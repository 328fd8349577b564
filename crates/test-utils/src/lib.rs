//! Shared test utilities for the nd-slab workspace.
//!
//! This crate provides common testing infrastructure including:
//! - Array generators with values that encode their own position
//! - Common dataset shapes, pattern layouts and preview strings
//! - Scratch directories for on-disk stores
//!
//! # Usage
//!
//! Add to your crate's `Cargo.toml`:
//!
//! ```toml
//! [dev-dependencies]
//! test-utils = { path = "../test-utils" }
//! ```
//!
//! Then import in your tests:
//!
//! ```ignore
//! use test_utils::{index_encoded, fixtures::shapes};
//! ```

pub mod fixtures;
pub mod generators;

// Re-export commonly used items at the crate root
pub use fixtures::*;
pub use generators::*;

/// Macro for approximate floating-point equality assertions.
///
/// # Usage
///
/// ```ignore
/// use test_utils::assert_approx_eq;
///
/// assert_approx_eq!(1.0001_f64, 1.0_f64, 0.001_f64); // passes
/// assert_approx_eq!(1.1_f32, 1.0_f32, 0.001_f32);    // fails
/// ```
#[macro_export]
macro_rules! assert_approx_eq {
    ($left:expr, $right:expr, $epsilon:expr) => {{
        let left: f64 = $left as f64;
        let right: f64 = $right as f64;
        let epsilon: f64 = $epsilon as f64;
        let diff = (left - right).abs();
        if diff > epsilon {
            panic!(
                "assertion failed: `(left ≈ right)`\n  left: `{:?}`,\n right: `{:?}`,\n  diff: `{:?}` > epsilon `{:?}`",
                left, right, diff, epsilon
            );
        }
    }};
}

/// Macro asserting two arrays have the same shape and element-wise
/// approximately equal values.
///
/// # Usage
///
/// ```ignore
/// use test_utils::assert_arrays_approx_eq;
///
/// assert_arrays_approx_eq!(result, expected, 1e-6);
/// ```
#[macro_export]
macro_rules! assert_arrays_approx_eq {
    ($left:expr, $right:expr, $epsilon:expr) => {{
        let left = &$left;
        let right = &$right;
        assert_eq!(left.shape(), right.shape(), "array shapes differ");
        for (a, b) in left.iter().zip(right.iter()) {
            $crate::assert_approx_eq!(*a, *b, $epsilon);
        }
    }};
}

#[cfg(test)]
mod tests {
    use super::*;

    #[test]
    fn test_assert_approx_eq_passes() {
        assert_approx_eq!(1.0001, 1.0, 0.001);
        assert_approx_eq!(0.0, 0.0, 0.0001);
        assert_approx_eq!(-5.5, -5.500001, 0.0001);
    }

    #[test]
    #[should_panic(expected = "assertion failed")]
    fn test_assert_approx_eq_fails() {
        assert_approx_eq!(1.1, 1.0, 0.001);
    }

    #[test]
    fn test_assert_arrays_approx_eq_passes() {
        let a = ramp(&[2, 3]);
        let b = a.mapv(|v| v + 1e-7);
        assert_arrays_approx_eq!(a, b, 1e-5);
    }
}
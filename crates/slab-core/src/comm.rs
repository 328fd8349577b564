//! Collective synchronisation between ranks.
//!
//! Ranks compute their own slice lists independently, so the only
//! coordination needed is a tagged barrier before shared datasets are
//! created, opened or closed, and a collective OR for kill agreement.

use std::sync::{Arc, Condvar, Mutex};
use std::time::{Duration, Instant};

use tracing::{debug, warn};

use crate::error::{Result, SlabError};

/// Group of ranks taking part in a run.
pub trait Communicator: Send + Sync {
    /// This rank's index in `0..size()`.
    fn rank(&self) -> usize;

    /// Number of ranks in the group.
    fn size(&self) -> usize;

    /// Block until every rank reaches a barrier with the same tag.
    fn barrier(&self, tag: &str) -> Result<()>;

    /// Barrier that also returns the OR of every rank's `flag`.
    fn any(&self, tag: &str, flag: bool) -> Result<bool>;
}

/// A group of one.
#[derive(Debug, Clone, Copy, Default)]
pub struct SingleProcess;

impl Communicator for SingleProcess {
    fn rank(&self) -> usize {
        0
    }

    fn size(&self) -> usize {
        1
    }

    fn barrier(&self, _tag: &str) -> Result<()> {
        Ok(())
    }

    fn any(&self, _tag: &str, flag: bool) -> Result<bool> {
        Ok(flag)
    }
}

#[derive(Debug, Default)]
struct BarrierState {
    generation: u64,
    arrived: usize,
    tag: String,
    flag: bool,
    mismatch: Option<String>,
    last_flag: bool,
    last_mismatch: Option<String>,
    broken: bool,
}

#[derive(Debug)]
struct Shared {
    size: usize,
    timeout: Duration,
    state: Mutex<BarrierState>,
    cvar: Condvar,
}

/// Ranks running as threads of one process.
#[derive(Debug, Clone)]
pub struct ThreadGroup {
    shared: Arc<Shared>,
}

impl ThreadGroup {
    /// Create a group of `size` ranks whose barriers give up after `timeout`.
    pub fn new(size: usize, timeout: Duration) -> Result<Self> {
        if size == 0 {
            return Err(SlabError::Config("thread group needs at least one rank".to_string()));
        }
        Ok(Self {
            shared: Arc::new(Shared {
                size,
                timeout,
                state: Mutex::new(BarrierState::default()),
                cvar: Condvar::new(),
            }),
        })
    }

    pub fn size(&self) -> usize {
        self.shared.size
    }

    /// One communicator per rank, in rank order.
    pub fn communicators(&self) -> Vec<ThreadCommunicator> {
        (0..self.shared.size)
            .map(|rank| ThreadCommunicator {
                rank,
                shared: self.shared.clone(),
            })
            .collect()
    }
}

/// One rank's handle on a [`ThreadGroup`].
#[derive(Debug, Clone)]
pub struct ThreadCommunicator {
    rank: usize,
    shared: Arc<Shared>,
}

fn poisoned() -> SlabError {
    SlabError::communication("barrier lock poisoned")
}

impl ThreadCommunicator {
    fn collective(&self, tag: &str, flag: bool) -> Result<bool> {
        let shared = &self.shared;
        let mut state = shared.state.lock().map_err(|_| poisoned())?;
        if state.broken {
            return Err(SlabError::communication(format!(
                "rank {} entered barrier '{}' after the group was broken by a timeout",
                self.rank, tag
            )));
        }

        if state.arrived == 0 {
            state.tag = tag.to_string();
            state.flag = false;
            state.mismatch = None;
        } else if state.tag != tag && state.mismatch.is_none() {
            state.mismatch = Some(format!(
                "rank {} reached '{}' while others wait on '{}'",
                self.rank, tag, state.tag
            ));
        }
        state.flag |= flag;
        state.arrived += 1;
        let generation = state.generation;

        if state.arrived == shared.size {
            state.arrived = 0;
            state.generation += 1;
            state.last_flag = state.flag;
            state.last_mismatch = state.mismatch.take();
            shared.cvar.notify_all();
            debug!(rank = self.rank, tag = tag, "Barrier released");
        } else {
            let deadline = Instant::now() + shared.timeout;
            while state.generation == generation {
                let remaining = deadline.saturating_duration_since(Instant::now());
                if remaining.is_zero() {
                    state.broken = true;
                    shared.cvar.notify_all();
                    warn!(rank = self.rank, tag = tag, "Barrier timed out");
                    return Err(SlabError::BarrierTimeout {
                        tag: tag.to_string(),
                        rank: self.rank,
                    });
                }
                let (guard, _) = shared
                    .cvar
                    .wait_timeout(state, remaining)
                    .map_err(|_| poisoned())?;
                state = guard;
                if state.broken && state.generation == generation {
                    return Err(SlabError::BarrierTimeout {
                        tag: tag.to_string(),
                        rank: self.rank,
                    });
                }
            }
        }

        match &state.last_mismatch {
            Some(message) => Err(SlabError::BarrierMismatch(message.clone())),
            None => Ok(state.last_flag),
        }
    }
}

impl Communicator for ThreadCommunicator {
    fn rank(&self) -> usize {
        self.rank
    }

    fn size(&self) -> usize {
        self.shared.size
    }

    fn barrier(&self, tag: &str) -> Result<()> {
        self.collective(tag, false).map(|_| ())
    }

    fn any(&self, tag: &str, flag: bool) -> Result<bool> {
        self.collective(tag, flag)
    }
}
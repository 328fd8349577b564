//! Core types shared across the engine.

use std::fmt;
use std::str::FromStr;

use ndarray::Slice;
use serde::{Deserialize, Serialize};

/// A half-open strided range along one dimension (`start..stop` by `step`).
#[derive(Debug, Clone, Copy, PartialEq, Eq, Hash, PartialOrd, Ord, Serialize, Deserialize)]
pub struct DimSlice {
    pub start: usize,
    pub stop: usize,
    pub step: usize,
}

/// One slice per dimension.
pub type SliceTuple = Vec<DimSlice>;

impl DimSlice {
    /// Create a new slice. A zero step is treated as 1.
    pub fn new(start: usize, stop: usize, step: usize) -> Self {
        Self {
            start,
            stop,
            step: step.max(1),
        }
    }

    /// Slice covering `0..len`.
    pub fn full(len: usize) -> Self {
        Self::new(0, len, 1)
    }

    /// Single-index slice `value..value+1`.
    pub fn index(value: usize) -> Self {
        Self::new(value, value + 1, 1)
    }

    /// Number of elements selected.
    pub fn len(&self) -> usize {
        if self.stop <= self.start {
            0
        } else {
            (self.stop - self.start + self.step - 1) / self.step
        }
    }

    /// Check if the slice selects nothing.
    pub fn is_empty(&self) -> bool {
        self.len() == 0
    }

    /// Last selected index, if any.
    pub fn last(&self) -> Option<usize> {
        match self.len() {
            0 => None,
            n => Some(self.start + (n - 1) * self.step),
        }
    }

    /// Iterate the selected indices.
    pub fn indices(&self) -> impl Iterator<Item = usize> {
        (self.start..self.stop).step_by(self.step)
    }

    /// Convert to an ndarray slice.
    pub fn as_ndarray(&self) -> Slice {
        Slice::new(self.start as isize, Some(self.stop as isize), self.step as isize)
    }
}

impl fmt::Display for DimSlice {
    fn fmt(&self, f: &mut fmt::Formatter<'_>) -> fmt::Result {
        write!(f, "{}:{}:{}", self.start, self.stop, self.step)
    }
}

/// Shape of the block selected by a slice tuple.
pub fn tuple_shape(slices: &[DimSlice]) -> Vec<usize> {
    slices.iter().map(DimSlice::len).collect()
}

/// Render a slice tuple for log output.
pub fn format_tuple(slices: &[DimSlice]) -> String {
    let parts: Vec<String> = slices.iter().map(|s| s.to_string()).collect();
    format!("({})", parts.join(", "))
}

/// Element type of a dataset. Buffers are always `f32` in memory; the dtype
/// drives chunk sizing and the on-disk description.
#[derive(Debug, Clone, Copy, PartialEq, Eq, Default, Serialize, Deserialize)]
#[serde(rename_all = "lowercase")]
pub enum Dtype {
    UInt8,
    UInt16,
    Int16,
    UInt32,
    Int32,
    #[default]
    Float32,
    Float64,
}

impl Dtype {
    /// Size of one element in bytes.
    pub fn itemsize(&self) -> usize {
        match self {
            Self::UInt8 => 1,
            Self::UInt16 | Self::Int16 => 2,
            Self::UInt32 | Self::Int32 | Self::Float32 => 4,
            Self::Float64 => 8,
        }
    }

    /// Get the dtype name as a string.
    pub fn as_str(&self) -> &'static str {
        match self {
            Self::UInt8 => "uint8",
            Self::UInt16 => "uint16",
            Self::Int16 => "int16",
            Self::UInt32 => "uint32",
            Self::Int32 => "int32",
            Self::Float32 => "float32",
            Self::Float64 => "float64",
        }
    }
}

impl FromStr for Dtype {
    type Err = String;

    fn from_str(s: &str) -> Result<Self, Self::Err> {
        match s.to_lowercase().as_str() {
            "uint8" | "u8" => Ok(Self::UInt8),
            "uint16" | "u16" => Ok(Self::UInt16),
            "int16" | "i16" => Ok(Self::Int16),
            "uint32" | "u32" => Ok(Self::UInt32),
            "int32" | "i32" => Ok(Self::Int32),
            "float32" | "f32" => Ok(Self::Float32),
            "float64" | "f64" => Ok(Self::Float64),
            other => Err(format!("unsupported dtype '{}'", other)),
        }
    }
}

impl fmt::Display for Dtype {
    fn fmt(&self, f: &mut fmt::Formatter<'_>) -> fmt::Result {
        write!(f, "{}", self.as_str())
    }
}

/// Axis label: a name and its physical unit.
#[derive(Debug, Clone, PartialEq, Eq, Serialize, Deserialize)]
pub struct AxisLabel {
    pub name: String,
    pub unit: String,
}

impl AxisLabel {
    pub fn new(name: impl Into<String>, unit: impl Into<String>) -> Self {
        Self {
            name: name.into(),
            unit: unit.into(),
        }
    }
}

impl FromStr for AxisLabel {
    type Err = String;

    /// Parse a `name.unit` label.
    fn from_str(s: &str) -> Result<Self, Self::Err> {
        match s.split_once('.') {
            Some((name, unit)) if !name.is_empty() => Ok(Self::new(name, unit)),
            _ => Err(format!("axis label '{}' must have the form name.unit", s)),
        }
    }
}

impl fmt::Display for AxisLabel {
    fn fmt(&self, f: &mut fmt::Formatter<'_>) -> fmt::Result {
        write!(f, "{}.{}", self.name, self.unit)
    }
}

#[cfg(test)]
mod tests {
    use super::*;

    #[test]
    fn test_dim_slice_len() {
        assert_eq!(DimSlice::new(0, 10, 1).len(), 10);
        assert_eq!(DimSlice::new(0, 10, 3).len(), 4);
        assert_eq!(DimSlice::new(5, 5, 1).len(), 0);
        assert_eq!(DimSlice::index(7).len(), 1);
        assert_eq!(
            DimSlice::new(2, 9, 3).indices().collect::<Vec<_>>(),
            vec![2, 5, 8]
        );
    }

    #[test]
    fn test_dim_slice_last() {
        assert_eq!(DimSlice::new(2, 9, 3).last(), Some(8));
        assert_eq!(DimSlice::new(2, 8, 3).last(), Some(5));
        assert_eq!(DimSlice::index(4).last(), Some(4));
        assert_eq!(DimSlice::new(5, 5, 1).last(), None);
    }

    #[test]
    fn test_dtype_itemsize_and_parse() {
        assert_eq!(Dtype::Float32.itemsize(), 4);
        assert_eq!(Dtype::Float64.itemsize(), 8);
        assert_eq!(Dtype::UInt16.itemsize(), 2);
        assert_eq!("FLOAT32".parse::<Dtype>(), Ok(Dtype::Float32));
        assert!("complex64".parse::<Dtype>().is_err());
    }

    #[test]
    fn test_axis_label_parse() {
        let label: AxisLabel = "rotation_angle.degrees".parse().unwrap();
        assert_eq!(label.name, "rotation_angle");
        assert_eq!(label.unit, "degrees");
        assert!("detector".parse::<AxisLabel>().is_err());
    }
}
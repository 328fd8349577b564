//! Pattern-driven slicing and transfer of N-dimensional datasets.
//!
//! Provides:
//! - Patterns and dataset descriptors (which dimensions form a frame)
//! - Preview resolution (cropping, striding and windowed sampling)
//! - Chunk planning for on-disk layouts under a byte budget
//! - Per-rank slice lists at frame, process and transfer granularity
//! - Halo padding with edge replication
//! - Storage backends (Zarr on disk, in memory, caller supplied)
//! - Barriers, checkpointing and the per-stage transfer loop
//!
//! ```text
//!   DatasetDescriptor + Pattern + PreviewSpec
//!          │
//!          ▼
//!   SliceListBuilder ──► SliceLists (frames / process / transfer)
//!          │                         │
//!   ChunkPlanner ──► StorageBackend ◄┤ pad_read / apply_pad
//!                                    ▼
//!                     TransferLoop ──► FrameProcessor ──► strip / trim ──► write
//! ```

pub mod backend;
pub mod checkpoint;
pub mod chunking;
pub mod comm;
pub mod config;
pub mod dataset;
pub mod error;
pub mod padding;
pub mod pattern;
pub mod pipeline;
pub mod preview;
pub mod progress;
pub mod slicing;
pub mod transport;
pub mod types;

pub use backend::{build_backend, ExternalBackend, InMemoryBackend, StorageBackend, ZarrBackend};
pub use checkpoint::{CancellationToken, CheckpointState, Checkpointer, FileCheckpointer, NoCheckpoint};
pub use chunking::{ChunkPlan, ChunkPlanner, PatternAccess};
pub use comm::{Communicator, SingleProcess, ThreadCommunicator, ThreadGroup};
pub use config::{BackendKind, EngineConfig};
pub use dataset::{DatasetDescriptor, DatasetMeta};
pub use error::{Result, SlabError};
pub use padding::{apply_pad, pad_read, strip_pad, trim_excess, Pad, PaddedRead, PaddingDirective};
pub use pattern::{Pattern, PatternName};
pub use pipeline::{Pipeline, PipelineContext, RunOutcome, Stage, StageInput, StageOutput};
pub use preview::{resolve as resolve_preview, DimPreview, PreviewSpec};
pub use progress::{ProgressReporter, RecordingProgress, TracingProgress};
pub use slicing::{SliceListBuilder, SliceLists, TransferBatch};
pub use transport::{
    FnProcessor, FrameContext, FrameOutput, FrameProcessor, LoopOutcome, ResumePoint,
    TransferInput, TransferLoop, TransferOutput,
};
pub use types::{AxisLabel, DimSlice, Dtype, SliceTuple};
//! Access pattern registry.
//!
//! A pattern declares which dimensions of a dataset are processed together
//! (core) and which are iterated frame by frame (slice). The first slice
//! dimension is the fast dimension: transfers and rank partitions run along it.

use std::collections::BTreeSet;
use std::fmt;
use std::str::FromStr;

use serde::{Deserialize, Serialize};

use crate::error::{Result, SlabError};

/// The closed set of pattern names.
#[derive(Debug, Clone, Copy, PartialEq, Eq, Hash, PartialOrd, Ord, Serialize, Deserialize)]
#[serde(rename_all = "SCREAMING_SNAKE_CASE")]
pub enum PatternName {
    Sinogram,
    Projection,
    #[serde(rename = "VOLUME_YZ")]
    VolumeYz,
    #[serde(rename = "VOLUME_XZ")]
    VolumeXz,
    #[serde(rename = "VOLUME_XY")]
    VolumeXy,
    #[serde(rename = "VOLUME_3D")]
    Volume3d,
    Spectrum,
    Diffraction,
    Channel,
    SpectrumStack,
    ProjectionStack,
    Tangentogram,
    Metadata,
}

impl PatternName {
    /// Every registered pattern.
    pub const ALL: [PatternName; 13] = [
        Self::Sinogram,
        Self::Projection,
        Self::VolumeYz,
        Self::VolumeXz,
        Self::VolumeXy,
        Self::Volume3d,
        Self::Spectrum,
        Self::Diffraction,
        Self::Channel,
        Self::SpectrumStack,
        Self::ProjectionStack,
        Self::Tangentogram,
        Self::Metadata,
    ];

    /// Get the registry name as a string.
    pub fn as_str(&self) -> &'static str {
        match self {
            Self::Sinogram => "SINOGRAM",
            Self::Projection => "PROJECTION",
            Self::VolumeYz => "VOLUME_YZ",
            Self::VolumeXz => "VOLUME_XZ",
            Self::VolumeXy => "VOLUME_XY",
            Self::Volume3d => "VOLUME_3D",
            Self::Spectrum => "SPECTRUM",
            Self::Diffraction => "DIFFRACTION",
            Self::Channel => "CHANNEL",
            Self::SpectrumStack => "SPECTRUM_STACK",
            Self::ProjectionStack => "PROJECTION_STACK",
            Self::Tangentogram => "TANGENTOGRAM",
            Self::Metadata => "METADATA",
        }
    }

    /// Volume patterns get the fixed volume chunk edge when planning storage.
    pub fn is_volume(&self) -> bool {
        self.as_str().contains("VOLUME")
    }
}

impl FromStr for PatternName {
    type Err = SlabError;

    fn from_str(s: &str) -> Result<Self> {
        let upper = s.to_uppercase();
        Self::ALL
            .iter()
            .copied()
            .find(|p| p.as_str() == upper)
            .ok_or_else(|| SlabError::UnknownPattern(s.to_string()))
    }
}

impl fmt::Display for PatternName {
    fn fmt(&self, f: &mut fmt::Formatter<'_>) -> fmt::Result {
        write!(f, "{}", self.as_str())
    }
}

/// A pattern instance bound to one dataset.
#[derive(Debug, Clone, PartialEq, Eq, Serialize, Deserialize)]
pub struct Pattern {
    pub name: PatternName,
    pub core_dims: Vec<usize>,
    pub slice_dims: Vec<usize>,
    #[serde(default, skip_serializing_if = "Option::is_none")]
    pub main_dir: Option<usize>,
}

impl Pattern {
    /// Create a pattern, rejecting repeated or overlapping dimensions.
    pub fn new(name: PatternName, core_dims: &[usize], slice_dims: &[usize]) -> Result<Self> {
        let mut seen = BTreeSet::new();
        for &dim in core_dims.iter().chain(slice_dims) {
            if !seen.insert(dim) {
                return Err(SlabError::pattern_mismatch(format!(
                    "pattern {} lists dimension {} more than once",
                    name, dim
                )));
            }
        }

        Ok(Self {
            name,
            core_dims: core_dims.to_vec(),
            slice_dims: slice_dims.to_vec(),
            main_dir: None,
        })
    }

    /// Set the tomography main direction.
    pub fn with_main_dir(mut self, dim: usize) -> Self {
        self.main_dir = Some(dim);
        self
    }

    /// The fastest-changing slice dimension, if any.
    pub fn fast_dim(&self) -> Option<usize> {
        self.slice_dims.first().copied()
    }

    /// Number of dimensions the pattern describes.
    pub fn ndims(&self) -> usize {
        self.core_dims.len() + self.slice_dims.len()
    }

    pub fn is_core(&self, dim: usize) -> bool {
        self.core_dims.contains(&dim)
    }

    pub fn is_slice(&self, dim: usize) -> bool {
        self.slice_dims.contains(&dim)
    }

    /// Check that core and slice dimensions cover `0..rank` exactly once.
    pub fn validate_rank(&self, rank: usize) -> Result<()> {
        let covered: BTreeSet<usize> = self
            .core_dims
            .iter()
            .chain(&self.slice_dims)
            .copied()
            .collect();
        let expected: BTreeSet<usize> = (0..rank).collect();
        if covered != expected || self.ndims() != rank {
            return Err(SlabError::pattern_mismatch(format!(
                "pattern {} covers dimensions {:?} but the dataset has rank {}",
                self.name, covered, rank
            )));
        }
        Ok(())
    }

    /// Append dimensions beyond the pattern's coverage as slice dimensions.
    ///
    /// Used when a dataset gains trailing dimensions (parameter tuning).
    pub fn extend_to_rank(&mut self, rank: usize) {
        for dim in 0..rank {
            if !self.is_core(dim) && !self.is_slice(dim) {
                self.slice_dims.push(dim);
            }
        }
    }

    /// Re-index the pattern for storage that omits `removed` (the var dimension).
    pub fn without_dim(&self, removed: usize) -> Pattern {
        let remap = |dims: &[usize]| -> Vec<usize> {
            dims.iter()
                .filter(|&&d| d != removed)
                .map(|&d| if d > removed { d - 1 } else { d })
                .collect()
        };
        Pattern {
            name: self.name,
            core_dims: remap(&self.core_dims),
            slice_dims: remap(&self.slice_dims),
            main_dir: self
                .main_dir
                .filter(|&d| d != removed)
                .map(|d| if d > removed { d - 1 } else { d }),
        }
    }
}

## WORK ITEM
Starting at the first line of the records, print each line exactly, stopping after the line that contains "let right = &$right;".

## RESPONSE TO THE EXERCISE
repository 328fd8349577b564
filename crates/test-utils/src/lib.rs
//! Shared test utilities for the nd-slab workspace.
//!
//! This crate provides common testing infrastructure including:
//! - Array generators with values that encode their own position
//! - Common dataset shapes, pattern layouts and preview strings
//! - Scratch directories for on-disk stores
//!
//! # Usage
//!
//! Add to your crate's `Cargo.toml`:
//!
//! ```toml
//! [dev-dependencies]
//! test-utils = { path = "../test-utils" }
//! ```
//!
//! Then import in your tests:
//!
//! ```ignore
//! use test_utils::{index_encoded, fixtures::shapes};
//! ```

pub mod fixtures;
pub mod generators;

// Re-export commonly used items at the crate root
pub use fixtures::*;
pub use generators::*;

/// Macro for approximate floating-point equality assertions.
///
/// # Usage
///
/// ```ignore
/// use test_utils::assert_approx_eq;
///
/// assert_approx_eq!(1.0001_f64, 1.0_f64, 0.001_f64); // passes
/// assert_approx_eq!(1.1_f32, 1.0_f32, 0.001_f32);    // fails
/// ```
#[macro_export]
macro_rules! assert_approx_eq {
    ($left:expr, $right:expr, $epsilon:expr) => {{
        let left: f64 = $left as f64;
        let right: f64 = $right as f64;
        let epsilon: f64 = $epsilon as f64;
        let diff = (left - right).abs();
        if diff > epsilon {
            panic!(
                "assertion failed: `(left ≈ right)`\n  left: `{:?}`,\n right: `{:?}`,\n  diff: `{:?}` > epsilon `{:?}`",
                left, right, diff, epsilon
            );
        }
    }};
}

/// Macro asserting two arrays have the same shape and element-wise
/// approximately equal values.
///
/// # Usage
///
/// ```ignore
/// use test_utils::assert_arrays_approx_eq;
///
/// assert_arrays_approx_eq!(result, expected, 1e-6);
/// ```
#[macro_export]
macro_rules! assert_arrays_approx_eq {
    ($left:expr, $right:expr, $epsilon:expr) => {{
        let left = &$left;
        let right = &$right;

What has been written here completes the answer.